Please look into this inexplicable behavior and output of memcpy() for overlapping memory blocks

感情迁移 提交于 2019-11-28 12:58:06

问题


After reading the following about memcpy(), I proceeded to read about memmove():

To avoid overflows, the size of the arrays pointed by both the destination and source parameters, shall be at least num bytes, and should not overlap (for overlapping memory blocks, memmove is a safer approach).(LINK)

And after checking the program used to illustrate the working of memmove() I decided to tweak it by using memcpy() instead to see how different is the output.To my surprise,they are the same even if it's a case of overlapping memory blocks.Here is the program and the output,and I have proceeded to describe my confusion after that:

#include <stdio.h>
#include <string.h>

int main ()
{
  char str[] = "memmove can be very useful......";
  //memmove (str+20,str+15,11);
  memcpy(str+20,str+15,11);  //Simply used memcpy instead of memmove
  puts (str);
  return 0;
}

Output memmove can be very very useful.

This output is the same as it is for memmove().And here are my confusions:

1) Why is output same for both?Since there is no intermediate buffer used in case of memcpy(),I expect the copy to start by copying the character in str+15 position to the str+20 position (overwriting what is there),character in str+16 position to str+21 position, and so on till character in str+20 position,which has by now changed to the character in str+15 position, to be copied to the str+25 position.But it's not so,there is no overwriting and it's acting as if an intermediate buffer is used to write the exact original string.Here's an illustration:

memmove can be very useful......  //Original positions before memcopy
               ^    ^
            str+15  str+20

memmove can be very vseful......
                    ^ copies str+15 to str+20

memmove can be very veeful......
                     ^ copies str+16 to str+21
memmove can be very verful......
                      ^ copies str+17 to str+22
memmove can be very veryul......
                       ^copies str+18 to str+23
memmove can be very very l......
                        ^ copies str+19 to str+24
memmove can be very very v......
                         ^ I expect 'v' to be copied from str+20 to str+25
                           as str+20  now has 'v',not 'u'
memmove can be very very ve.....
                          ^ I expect 'e' to be copied from str+21 to str+26 
                            as str+21 now has 'e' not 's'

Then why is memcpy() copying it as memmove can be very very useful, instead of memmove can be very very very v ?

2) Now a minor secondary question arising from it.The following is said about memmove() (LINK)

Copying takes place as if an intermediate buffer were used, allowing the destination and source to overlap.

What exactly is as if here?Isn't an intermediate buffer really used for memmove()?


回答1:


If the objects overlap, the behaviour of memcpy is undefined.

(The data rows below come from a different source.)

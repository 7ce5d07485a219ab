//! The in-memory route table.
//!
//! A concurrent map from URL path to a shared, immutable [`Route`]. All
//! routes are built up front from a directory walk; request handling only
//! ever reads. The dev refresher is the single writer after startup, and a
//! replacement swaps the `Arc` atomically, so readers holding the prior
//! route stay valid until they drop it.

use crate::compress::Levels;
use crate::route::{self, Route};
use crate::template::TemplateContext;
use crate::{debug, log};
use anyhow::{Result, bail};
use dashmap::DashMap;
use rayon::prelude::*;
use rustc_hash::FxBuildHasher;
use std::path::Path;
use std::sync::Arc;

/// Concurrent URL path → route mapping.
pub struct RouteCache {
    map: DashMap<String, Arc<Route>, FxBuildHasher>,
}

impl RouteCache {
    pub fn new() -> Self {
        Self {
            map: DashMap::with_hasher(FxBuildHasher),
        }
    }

    /// Walk `root`, build a route for every file, and register it.
    ///
    /// Builds fan out across the rayon pool; a file that cannot be read is
    /// logged and skipped. Only a missing or unreadable root is fatal.
    /// Returns the number of registered paths, aliases included.
    pub fn populate(
        &self,
        root: &Path,
        templates: &TemplateContext,
        levels: Levels,
    ) -> Result<usize> {
        if !root.is_dir() {
            bail!("served directory not found: {}", root.display());
        }

        let files: Vec<_> = jwalk::WalkDir::new(root)
            .skip_hidden(false)
            .into_iter()
            .filter_map(|entry| {
                let entry = entry
                    .map_err(|e| log!("error"; "walk error under {}: {e}", root.display()))
                    .ok()?;
                entry.file_type().is_file().then(|| entry.path())
            })
            .collect();

        let routes: Vec<_> = files
            .par_iter()
            .filter_map(|path| {
                let url_path = url_path_for(path, root)?;
                let mtime = path
                    .metadata()
                    .and_then(|m| m.modified())
                    .map_err(|e| log!("error"; "cannot stat {}: {e}", path.display()))
                    .ok()?;
                let bytes = std::fs::read(path)
                    .map_err(|e| log!("error"; "cannot read {}: {e}", path.display()))
                    .ok()?;
                let route = route::build(path, bytes, mtime, templates, levels);
                Some((url_path, Arc::new(route)))
            })
            .collect();

        for (url_path, route) in routes {
            self.register(url_path, route);
        }

        Ok(self.map.len())
    }

    /// Insert a route, adding the directory alias for index files.
    ///
    /// `<dir>/index.html` is additionally registered under `<dir>/`, which
    /// is `/` for the root index.
    pub fn register(&self, url_path: String, route: Arc<Route>) {
        if let Some(dir) = url_path.strip_suffix("index.html")
            && dir.ends_with('/')
        {
            debug!("routes"; "aliasing {dir} -> {url_path}");
            self.map.insert(dir.to_string(), route.clone());
        }
        debug!("routes"; "registered {url_path}");
        self.map.insert(url_path, route);
    }

    /// Replace (or add) a single entry. Concurrent readers keep whatever
    /// route they already resolved.
    pub fn replace(&self, url_path: &str, route: Arc<Route>) {
        self.map.insert(url_path.to_string(), route);
    }

    /// Look up the route for an exact URL path.
    pub fn lookup(&self, url_path: &str) -> Option<Arc<Route>> {
        self.map.get(url_path).map(|entry| entry.value().clone())
    }

    pub fn len(&self) -> usize {
        self.map.len()
    }

    pub fn is_empty(&self) -> bool {
        self.map.is_empty()
    }
}

impl Default for RouteCache {
    fn default() -> Self {
        Self::new()
    }
}

/// Derive the URL path for a file: strip the served root, normalize
/// separators, ensure a leading slash.
fn url_path_for(path: &Path, root: &Path) -> Option<String> {
    let relative = path
        .strip_prefix(root)
        .map_err(|_| log!("error"; "{} escapes served root", path.display()))
        .ok()?;
    let mut url = String::with_capacity(relative.as_os_str().len() + 1);
    for component in relative.components() {
        url.push('/');
        url.push_str(&component.as_os_str().to_string_lossy());
    }
    (!url.is_empty()).then_some(url)
}

#[cfg(test)]
mod tests {
    use super::*;
    use std::fs;
    use tempfile::TempDir;

    fn write(root: &Path, rel: &str, body: &str) {
        let path = root.join(rel);
        fs::create_dir_all(path.parent().unwrap()).unwrap();
        fs::write(path, body).unwrap();
    }

    fn populated(files: &[(&str, &str)]) -> (TempDir, RouteCache) {
        let dir = TempDir::new().unwrap();
        for (rel, body) in files {
            write(dir.path(), rel, body);
        }
        let cache = RouteCache::new();
        cache
            .populate(
                dir.path(),
                &TemplateContext::from_vars(Default::default()),
                Levels::default(),
            )
            .unwrap();
        (dir, cache)
    }

    #[test]
    fn test_missing_root_is_fatal() {
        let cache = RouteCache::new();
        let result = cache.populate(
            Path::new("/no/such/dir"),
            &TemplateContext::from_vars(Default::default()),
            Levels::default(),
        );
        assert!(result.is_err());
    }

    #[test]
    fn test_populate_registers_files() {
        let (_dir, cache) = populated(&[
            ("index.html", "<p>home</p>"),
            ("about.html", "<p>about</p>"),
            ("assets/app.js", "console.log(1);"),
        ]);
        assert!(cache.lookup("/index.html").is_some());
        assert!(cache.lookup("/about.html").is_some());
        assert!(cache.lookup("/assets/app.js").is_some());
        assert!(cache.lookup("/missing.html").is_none());
    }

    #[test]
    fn test_root_index_alias() {
        let (_dir, cache) = populated(&[("index.html", "<p>home</p>")]);
        let by_file = cache.lookup("/index.html").unwrap();
        let by_root = cache.lookup("/").unwrap();
        assert!(Arc::ptr_eq(&by_file, &by_root));
    }

    #[test]
    fn test_directory_index_alias() {
        let (_dir, cache) = populated(&[("docs/index.html", "<p>docs</p>")]);
        let by_file = cache.lookup("/docs/index.html").unwrap();
        let by_dir = cache.lookup("/docs/").unwrap();
        assert!(Arc::ptr_eq(&by_file, &by_dir));
        // No alias without the trailing slash; the dispatcher adds it
        assert!(cache.lookup("/docs").is_none());
    }

    #[test]
    fn test_non_index_gets_no_alias() {
        let (_dir, cache) = populated(&[("docs/page.html", "<p>p</p>")]);
        assert!(cache.lookup("/docs/").is_none());
        // A file merely ending in "index.html" is not an index file
        let (_dir2, cache2) = populated(&[("docs/no-index.html", "<p>p</p>")]);
        assert!(cache2.lookup("/docs/no-").is_none());
    }

    #[test]
    fn test_dotfiles_are_served() {
        let (_dir, cache) = populated(&[(".well-known/thing.txt", "ok")]);
        assert!(cache.lookup("/.well-known/thing.txt").is_some());
    }

    #[test]
    fn test_replace_swaps_route() {
        let (_dir, cache) = populated(&[("index.html", "<p>old</p>")]);
        let old = cache.lookup("/index.html").unwrap();

        let fresh = Arc::new(route::build(
            &old.source,
            b"<p>new</p>".to_vec(),
            old.mtime,
            &TemplateContext::from_vars(Default::default()),
            Levels::default(),
        ));
        cache.replace("/index.html", fresh.clone());

        let seen = cache.lookup("/index.html").unwrap();
        assert!(Arc::ptr_eq(&seen, &fresh));
        // The old reference stays readable
        assert_eq!(&*old.content.plain, b"<p>old</p>");
    }
}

There's little point in trying to reason about undefined behaviour. Since it is undefined it defies reason. You know the rules, and they are clearly documented. If the objects overlap, use memmove.

As for the use of "as if", that is to specify behaviour but not place any limitations on implementation. This allows the library implementor to use whatever method they see fit, so long as the end result is the same as using an intermediate buffer. For example, the implementation could detect that the objects do not overlap and so avoid using an intermediate buffer for performance reasons.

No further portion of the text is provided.